Firms gain crucial clarity on corruption

Private equity firms active in the UK have gained vital clarity on their responsibilities in the government’s battle against corruption. Many of their liabilities will extend to portfolio company level under the UK Bribery Act set to enter force in July.

Private equity firms are in certain circumstances liable for the actions of their portfolio company management teams, warned this week the director of the UK’s Serious Fraud Office (SFO), Richard Alderman.

Speaking at a London conference hosted by law firm Debevoise & Plimpton Alderman said even GPs who were unaware of a bribe paid by a portfolio company manager could face liability under the UK Bribery Act.


The Bribery Act, which comes into effect next month and catches private equity real estate fund managers, requires firms with operations in the UK to put in place “adequate procedures” to prevent situations of bribery. The UK government published guidance on the Act last March.
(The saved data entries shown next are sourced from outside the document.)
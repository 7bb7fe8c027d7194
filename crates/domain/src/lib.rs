//! # MailSwitch ドメイン層
//!
//! メール送信リクエストと、その検証ルールを定義する。
//!
//! ## 設計方針
//!
//! - **受信 DTO と検証済みメッセージの分離**: [`EmailRequest`] は HTTP ボディを
//!   そのままデシリアライズした値、[`EmailMessage`] は検証を通過した不変の値
//! - **純粋関数**: 検証はネットワークや I/O に一切依存しない
//! - **プロバイダ種別の列挙**: 設定ファイルの `id` 文字列と 1 対 1 に対応する
//!   [`ProviderKind`] を提供する
//!
//! ## 依存関係の方向
//!
//! ```text
//! api → infra → domain
//! ```
//!
//! ## モジュール構成
//!
//! - [`email`] - メール送信リクエストと検証
//! - [`provider`] - 送信プロバイダ種別
//!
//! ## 使用例
//!
//! ```rust
//! use mailswitch_domain::EmailRequest;
//!
//! let request = EmailRequest {
//!     from_email: "noreply@example.com".to_string(),
//!     from_name:  None,
//!     to:         vec!["user@example.com".to_string()],
//!     subject:    "Welcome".to_string(),
//!     text:       "Hello".to_string(),
//!     html:       String::new(),
//! };
//!
//! let message = request.into_message().unwrap();
//! assert_eq!(message.from_name(), "noreply@example.com");
//! ```

pub mod email;
pub mod provider;

pub use email::{EmailMessage, EmailRequest, EmailValidationError};
pub use provider::ProviderKind;
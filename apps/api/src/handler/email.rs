//! # メール送信ハンドラ
//!
//! `POST /api/emails`。API キー認証は [`require_api_key`](crate::middleware::require_api_key)
//! で済んでいる前提。

use std::sync::Arc;

use axum::{body::Bytes, extract::State, http::StatusCode};

use super::{deliver, parse_email};
use crate::{app_builder::AppState, error::ApiError};

/// メール送信エンドポイント
///
/// - 200: いずれかのプロバイダで配信成功（ボディなし）
/// - 400: ボディが解釈できない、または検証ルール違反
/// - 500: 全プロバイダで配信失敗
#[tracing::instrument(skip_all)]
pub async fn send_email(
    State(state): State<Arc<AppState>>,
    body: Bytes,
) -> Result<StatusCode, ApiError> {
    let email = parse_email(&body)?;
    deliver(&state.switch, &email).await
}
The SFO is responsible for investigating and prosecuting corruption cases.

Liability will ultimately be interpreted with regard to the extent to which a private equity owner is involved in the management of the portfolio company, said Alderman. Pure ownership would not trigger liability, but placing a partner on the company’s board for instance can be seen as becoming “actively involved”.

Alderman further clarified that the SFO welcomed private equity firms wishing to discuss (either through proper protocols or informally) corruption issues they discover in takeover targets during advanced stages of due diligence. “What happens in practice though, it seems to me, is that the acquiring company decides to take the commercial risk of making the acquisition without getting a view from the SFO”.

The SFO would however be sympathetic to GPs coming to them with corruption concerns post-acquisition. The office views beneficially the opportunity for ethical firms to raise the governance standards of businesses with poor track records in corruption. “What is important is that the acquiring company gets on and sorts out the problems that it has inherited,” Alderman said.

With respect to GPs’ concerns over wining and dining clients, Alderman said talk of a “ban on hospitality” was overblown. “The overall question was whether or not the expenditure was sensible and proportionate…. whether [firms] would like to see details of the expenditure on the front-page of newspapers is always a very good test.”

In the end firms will be expected to instil a firm-wide culture of compliance, said Alderman citing GPs’ questions over what happens when a portfolio company is involved in corruption without the owner’s knowledge and they receive benefit through dividends or some other type of distribution. He added this was an area the SFO will be looking to clarify and develop over the next year.